Los van de argumenten die we horen voor de ene of de andere ingreep, is een hervorming broodnodig. En is het belangrijk om stil te staan bij de échte uitdagingen, zonder te vervallen in ideologische argumenten.
Een goede hervorming van de PB zou voor ons een antwoord moeten bieden op 3 uitdagingen.
De eerste uitdaging is een grondige vereenvoudiging. Dit principe is eenvoudig waar te maken en staat los van budgettaire ingrepen. Een eerste les voor onze verkozenen: waarom geen voorstellen uitwerken met als enige doel een vereenvoudiging van het leven en een goed begrip? Dat is trouwens de basis van de conformiteitspiramide die de Organisatie voor Economische Samenwerking en Ontwikkeling vooropstelt bij de strijd tegen fraude: vereenvoudigen, begeleiden en opleiden als morele hefboom.
De tweede uitdaging heeft betrekking op het verbeteren van de progressieve belasting. De Minister stelt terecht een aanpassing voor van de inkomensschijven. Maar hij zou de heffing op inkomsten uit arbeid bij aanvang moeten verminderen… Werken zou aantrekkelijker moeten worden, en in onze huidige consumptiemaatschappij betekent dat: een hoger netto-loon voor elke actieve werknemer. Een werknemer met een minimumloon zou niet belast mogen worden.
De derde uitdaging hangt samen met de huidige maatschappij. Onze levenswijze moet een nieuwe fiscaliteit mogelijk maken, waarbij transacties (actie door consumptie) meer bijdraagt aan de staatskas. Het voordeel: een onmiddellijke inning en een proportionele inbreng in verhouding tot de koopkracht. Toen de wetgever de belasting op overdracht invoerde om meer inkomsten te genereren, speelde hij al met dit idee. Sindsdien ligt de focus enkel op werk en wordt er geen rekening gehouden met de evolutie die we als maatschappij doormaken.
De hervorming maakt enkel kans op slagen als er rekening wordt gehouden met de uitdagingen waar we voor staan. Enerzijds vanuit de politici, die noden op een sobere en efficiënte manier moeten kunnen invullen, goed beseffend dat overheidsmiddelen een niet-onuitputtelijke bron zijn, die ook met tekorten geconfronteerd kunnen worden.

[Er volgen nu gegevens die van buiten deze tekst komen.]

//! Shared helpers: synthetic in-memory ROM images and machine builders.
//! The suite runs fully offline; no ROM binaries are checked in or fetched.
#![allow(dead_code)]

use once_cell::sync::Lazy;

use emberboy_core::cartridge::Cartridge;
use emberboy_core::gameboy::GameBoy;
use emberboy_core::hardware::Model;

pub const ROM_BANK_SIZE: usize = 0x4000;

static BASE_ROM: Lazy<Vec<u8>> = Lazy::new(|| {
    let mut rom = vec![0u8; 2 * ROM_BANK_SIZE];
    rom[0x0134..0x0138].copy_from_slice(b"TEST");
    rom[0x0147] = 0x00;
    rom[0x0148] = 0x00;
    rom[0x0149] = 0x00;
    rom
});

/// A minimal 32KB header: no MBC, no RAM, DMG-only.
pub fn flat_rom() -> Vec<u8> {
    BASE_ROM.clone()
}

/// Flat ROM with `code` placed at the entry point 0x0100.
pub fn rom_with_program(code: &[u8]) -> Vec<u8> {
    let mut rom = flat_rom();
    rom[0x0100..0x0100 + code.len()].copy_from_slice(code);
    rom
}

/// Post-boot DMG machine executing `code` from 0x0100.
pub fn machine_with_program(code: &[u8]) -> GameBoy {
    let mut gb = GameBoy::new(Model::Dmg);
    gb.load_cart(Cartridge::load(rom_with_program(code)).expect("valid test ROM"));
    gb
}

/// Post-boot machine for an explicit model.
pub fn machine_with_program_on(model: Model, code: &[u8]) -> GameBoy {
    let mut gb = GameBoy::new(model);
    let mut rom = rom_with_program(code);
    if model.is_cgb() {
        rom[0x0143] = 0x80;
    }
    gb.load_cart(Cartridge::load(rom).expect("valid test ROM"));
    gb
}

/// Step `n` CPU steps.
pub fn step_n(gb: &mut GameBoy, n: usize) {
    for _ in 0..n {
        gb.step();
    }
}

/// Step until the program counter reaches `target`, with a step bound.
pub fn step_until_pc(gb: &mut GameBoy, target: u16, max_steps: usize) -> bool {
    for _ in 0..max_steps {
        if gb.cpu.pc == target {
            return true;
        }
        gb.step();
    }
    false
}
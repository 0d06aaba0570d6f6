use std::io::Write;

use anyhow::Result;
use tracing::{info, warn};

use crate::commands::{CommandError, CommandRunner};
use crate::report::Reporter;

/// Result of `nginx -t`
#[derive(Debug, Clone, PartialEq, Eq)]
pub enum ValidationOutcome {
    Valid,
    /// The checker ran and rejected the configuration
    SyntaxError { stderr: String },
    /// The nginx binary could not be found
    ToolMissing,
    /// The checker could not be started for another reason
    ExecFailed { error: String },
}

impl ValidationOutcome {
    /// Whether later stages should run
    pub fn passed(&self) -> bool {
        matches!(self, ValidationOutcome::Valid)
    }
}

/// Run the syntax checker and report the verdict
pub fn validate_syntax<W: Write>(
    runner: &dyn CommandRunner,
    nginx_bin: &str,
    reporter: &mut Reporter<W>,
) -> Result<ValidationOutcome> {
    reporter.section("Nginx configuration check")?;

    let outcome = match runner.run(nginx_bin, &["-t"]) {
        Ok(output) if output.success => {
            info!("{} -t succeeded", nginx_bin);
            reporter.ok("nginx configuration syntax is OK")?;
            ValidationOutcome::Valid
        }
        Ok(output) => {
            warn!("{} -t exited with {:?}", nginx_bin, output.code);
            reporter.fail("nginx configuration syntax error:")?;
            reporter.line(output.stderr.trim_end())?;
            ValidationOutcome::SyntaxError {
                stderr: output.stderr,
            }
        }
        Err(CommandError::NotFound { program }) => {
            warn!("Syntax checker '{}' not found", program);
            reporter.fail("nginx is not installed or not on PATH")?;
            ValidationOutcome::ToolMissing
        }
        Err(e) => {
            warn!("Syntax checker could not be started: {}", e);
            reporter.fail(&format!("could not run nginx -t: {}", e))?;
            ValidationOutcome::ExecFailed {
                error: e.to_string(),
            }
        }
    };

    Ok(outcome)
}
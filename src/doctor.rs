use std::io::Write;

use anyhow::Result;
use chrono::Utc;
use tracing::{info, warn};

use crate::analyzer::{ConfigAnalysis, ConfigAnalyzer};
use crate::commands::CommandRunner;
use crate::config::DoctorConfig;
use crate::logs::{inspect_error_logs, LogInspection};
use crate::recommend::{print_recommended_config, print_tips};
use crate::report::Reporter;
use crate::resources::{check_resources, ResourceReport};
use crate::validator::{validate_syntax, ValidationOutcome};

pub const TITLE: &str = "Nginx WebDAV HTTP 400 diagnostic tool";

/// What each stage found. Stages after a failed validation stay `None`
#[derive(Debug, Clone, PartialEq, Eq)]
pub struct DiagnosticSummary {
    pub validation: ValidationOutcome,
    pub config: Option<ConfigAnalysis>,
    pub logs: Option<LogInspection>,
    pub resources: Option<ResourceReport>,
}

impl DiagnosticSummary {
    /// False when the syntax check stopped the run early
    pub fn completed(&self) -> bool {
        self.validation.passed()
    }
}

/// Run every diagnostic stage in order, stopping after the syntax check if it fails
pub fn run_diagnostics<W: Write>(
    runner: &dyn CommandRunner,
    config: &DoctorConfig,
    reporter: &mut Reporter<W>,
) -> Result<DiagnosticSummary> {
    reporter.title(TITLE)?;
    reporter.line(&format!(
        "Generated: {}",
        Utc::now().format("%Y-%m-%d %H:%M:%S UTC")
    ))?;

    let validation = validate_syntax(runner, &config.nginx_bin, reporter)?;
    if !validation.passed() {
        warn!("Syntax check failed, skipping remaining stages");
        return Ok(DiagnosticSummary {
            validation,
            config: None,
            logs: None,
            resources: None,
        });
    }

    let analyzer = ConfigAnalyzer::new(&config.location)?;
    let config_analysis = analyzer.analyze_paths(&config.config_paths, reporter)?;
    info!(
        "Analyzed {} relevant config file(s)",
        config_analysis.files.len()
    );

    let logs = inspect_error_logs(
        runner,
        &config.log_paths,
        config.tail_lines,
        &config.location,
        reporter,
    )?;

    let resources = check_resources(
        runner,
        &config.disk_path,
        &config.process_name,
        config.port,
        reporter,
    )?;

    print_recommended_config(reporter)?;
    print_tips(reporter)?;

    Ok(DiagnosticSummary {
        validation,
        config: Some(config_analysis),
        logs: Some(logs),
        resources: Some(resources),
    })
}
use std::io::Write;

use anyhow::Result;
use tracing::{debug, info, warn};

use crate::commands::{CommandError, CommandRunner};
use crate::report::Reporter;

/// Status code every surfaced line is checked for
const BAD_REQUEST_MARKER: &str = "400";

#[derive(Debug, Clone, Default, PartialEq, Eq)]
pub struct LogInspection {
    /// The log that was tailed, if any candidate could be read
    pub inspected: Option<String>,
    pub relevant_lines: Vec<String>,
}

/// Lines mentioning a 400 or the WebDAV location
pub fn filter_relevant<'a>(lines: impl IntoIterator<Item = &'a str>, location: &str) -> Vec<String> {
    lines
        .into_iter()
        .filter(|line| line.contains(BAD_REQUEST_MARKER) || line.contains(location))
        .map(String::from)
        .collect()
}

/// Tail the first readable log among `paths` and surface relevant lines.
///
/// Only one log is ever inspected: later candidates are skipped as soon as a
/// tail succeeds.
pub fn inspect_error_logs<W: Write>(
    runner: &dyn CommandRunner,
    paths: &[String],
    tail_lines: usize,
    location: &str,
    reporter: &mut Reporter<W>,
) -> Result<LogInspection> {
    reporter.section("Nginx error log check")?;

    let count_arg = format!("-{}", tail_lines);

    for path in paths {
        let output = match runner.run("tail", &[count_arg.as_str(), path.as_str()]) {
            Ok(output) => output,
            Err(CommandError::NotFound { .. }) => {
                debug!("tail unavailable while probing {}", path);
                continue;
            }
            Err(e) => {
                warn!("Failed to tail {}: {}", path, e);
                reporter.line(&format!("failed to read log file {}: {}", path, e))?;
                continue;
            }
        };

        if !output.success {
            debug!("tail {} exited with {:?}", path, output.code);
            continue;
        }

        info!("Inspecting error log {}", path);
        reporter.line(&format!("--- {} (last {} lines) ---", path, tail_lines))?;

        let relevant_lines = filter_relevant(output.stdout.trim().lines(), location);
        if relevant_lines.is_empty() {
            reporter.indented(1, "no 400-related log lines found")?;
        } else {
            reporter.indented(1, "relevant errors found:")?;
            for line in &relevant_lines {
                reporter.indented(2, line)?;
            }
        }

        return Ok(LogInspection {
            inspected: Some(path.clone()),
            relevant_lines,
        });
    }

    reporter.fail("no readable error log among candidates")?;
    Ok(LogInspection::default())
}
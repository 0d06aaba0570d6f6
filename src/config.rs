use std::env;

use thiserror::Error;
use tracing::{debug, info};

pub const DEFAULT_NGINX_BIN: &str = "nginx";
pub const DEFAULT_TAIL_LINES: usize = 20;
pub const DEFAULT_LOCATION: &str = "api_mcp";
pub const DEFAULT_DISK_PATH: &str = "/var/www";
pub const DEFAULT_PROCESS_NAME: &str = "nginx";
pub const DEFAULT_PORT: u16 = 80;

pub const DEFAULT_CONFIG_PATHS: &[&str] = &[
    "/etc/nginx/nginx.conf",
    "/etc/nginx/sites-available/default",
    "/etc/nginx/conf.d/default.conf",
    "/usr/local/nginx/conf/nginx.conf",
];

pub const DEFAULT_LOG_PATHS: &[&str] = &[
    "/var/log/nginx/error.log",
    "/usr/local/nginx/logs/error.log",
    "/var/log/nginx/error.log.1",
];

#[derive(Error, Debug, PartialEq, Eq)]
pub enum ConfigError {
    #[error("{var} must be a positive integer, got '{value}'")]
    InvalidCount { var: String, value: String },

    #[error("{var} must be a port number between 1 and 65535, got '{value}'")]
    InvalidPort { var: String, value: String },

    #[error("{var} must not be empty")]
    Empty { var: String },
}

/// Everything the diagnostic pipeline probes, with the stock deployment as default
#[derive(Debug, Clone, PartialEq, Eq)]
pub struct DoctorConfig {
    /// Binary invoked with `-t` for the syntax check
    pub nginx_bin: String,
    /// Config files tried in order by the analyzer
    pub config_paths: Vec<String>,
    /// Error logs tried in order by the log inspector
    pub log_paths: Vec<String>,
    pub tail_lines: usize,
    /// Location name (without leading slash) the WebDAV share is served under
    pub location: String,
    /// Path passed to `df`
    pub disk_path: String,
    pub process_name: String,
    pub port: u16,
}

impl Default for DoctorConfig {
    fn default() -> Self {
        Self {
            nginx_bin: DEFAULT_NGINX_BIN.to_string(),
            config_paths: DEFAULT_CONFIG_PATHS.iter().map(|p| p.to_string()).collect(),
            log_paths: DEFAULT_LOG_PATHS.iter().map(|p| p.to_string()).collect(),
            tail_lines: DEFAULT_TAIL_LINES,
            location: DEFAULT_LOCATION.to_string(),
            disk_path: DEFAULT_DISK_PATH.to_string(),
            process_name: DEFAULT_PROCESS_NAME.to_string(),
            port: DEFAULT_PORT,
        }
    }
}

impl DoctorConfig {
    /// Load defaults, then apply `NGINX_DOCTOR_*` overrides from the
    /// environment and an optional `.env` file
    pub fn from_env() -> Result<Self, ConfigError> {
        match dotenvy::dotenv() {
            Ok(path) => info!("Loaded environment from {}", path.display()),
            Err(e) => debug!("No .env file loaded: {}", e),
        }

        Self::from_lookup(|key| env::var(key).ok())
    }

    /// Build a config from an arbitrary variable source
    pub fn from_lookup<F>(lookup: F) -> Result<Self, ConfigError>
    where
        F: Fn(&str) -> Option<String>,
    {
        let mut config = Self::default();

        if let Some(bin) = non_empty(&lookup, "NGINX_DOCTOR_NGINX_BIN")? {
            config.nginx_bin = bin;
        }
        if let Some(paths) = non_empty(&lookup, "NGINX_DOCTOR_CONFIG_PATHS")? {
            config.config_paths = split_paths(&paths);
        }
        if let Some(paths) = non_empty(&lookup, "NGINX_DOCTOR_LOG_PATHS")? {
            config.log_paths = split_paths(&paths);
        }
        if let Some(raw) = non_empty(&lookup, "NGINX_DOCTOR_TAIL_LINES")? {
            config.tail_lines = parse_count("NGINX_DOCTOR_TAIL_LINES", &raw)?;
        }
        if let Some(raw) = non_empty(&lookup, "NGINX_DOCTOR_LOCATION")? {
            config.location = parse_location("NGINX_DOCTOR_LOCATION", &raw)?;
        }
        if let Some(path) = non_empty(&lookup, "NGINX_DOCTOR_DISK_PATH")? {
            config.disk_path = path;
        }
        if let Some(name) = non_empty(&lookup, "NGINX_DOCTOR_PROCESS_NAME")? {
            config.process_name = name;
        }
        if let Some(raw) = non_empty(&lookup, "NGINX_DOCTOR_PORT")? {
            config.port = parse_port("NGINX_DOCTOR_PORT", &raw)?;
        }

        Ok(config)
    }
}

/// Returns the trimmed value of `var`, treating a set-but-blank value as an error
fn non_empty<F>(lookup: &F, var: &str) -> Result<Option<String>, ConfigError>
where
    F: Fn(&str) -> Option<String>,
{
    match lookup(var) {
        None => Ok(None),
        Some(value) => {
            let trimmed = value.trim();
            if trimmed.is_empty() {
                Err(ConfigError::Empty { var: var.to_string() })
            } else {
                Ok(Some(trimmed.to_string()))
            }
        }
    }
}

fn split_paths(raw: &str) -> Vec<String> {
    raw.split(':')
        .map(str::trim)
        .filter(|p| !p.is_empty())
        .map(String::from)
        .collect()
}

pub fn parse_count(var: &str, raw: &str) -> Result<usize, ConfigError> {
    match raw.parse::<usize>() {
        Ok(n) if n > 0 => Ok(n),
        _ => Err(ConfigError::InvalidCount {
            var: var.to_string(),
            value: raw.to_string(),
        }),
    }
}

/// Location name with surrounding slashes removed. An empty name would mark
/// every config and log line as relevant, so it is rejected
pub fn parse_location(var: &str, raw: &str) -> Result<String, ConfigError> {
    let location = raw.trim().trim_matches('/');
    if location.is_empty() {
        Err(ConfigError::Empty { var: var.to_string() })
    } else {
        Ok(location.to_string())
    }
}

pub fn parse_port(var: &str, raw: &str) -> Result<u16, ConfigError> {
    match raw.parse::<u16>() {
        Ok(p) if p > 0 => Ok(p),
        _ => Err(ConfigError::InvalidPort {
            var: var.to_string(),
            value: raw.to_string(),
        }),
    }
}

Anderzijds moet de fiscaliteit evolueren om zich aan te passen aan de nieuwe werkelijkheid: de wereld van onze jongeren, die andere doelen nastreven dan de naoorlogse generatie, en van onze nieuwe economie, die lichtjaren verwijderd is van de vorige eeuw.
En wat als deze hervorming nu eens zou slagen door eenvoudigweg open, vernieuwend en meer hedendaags te zijn?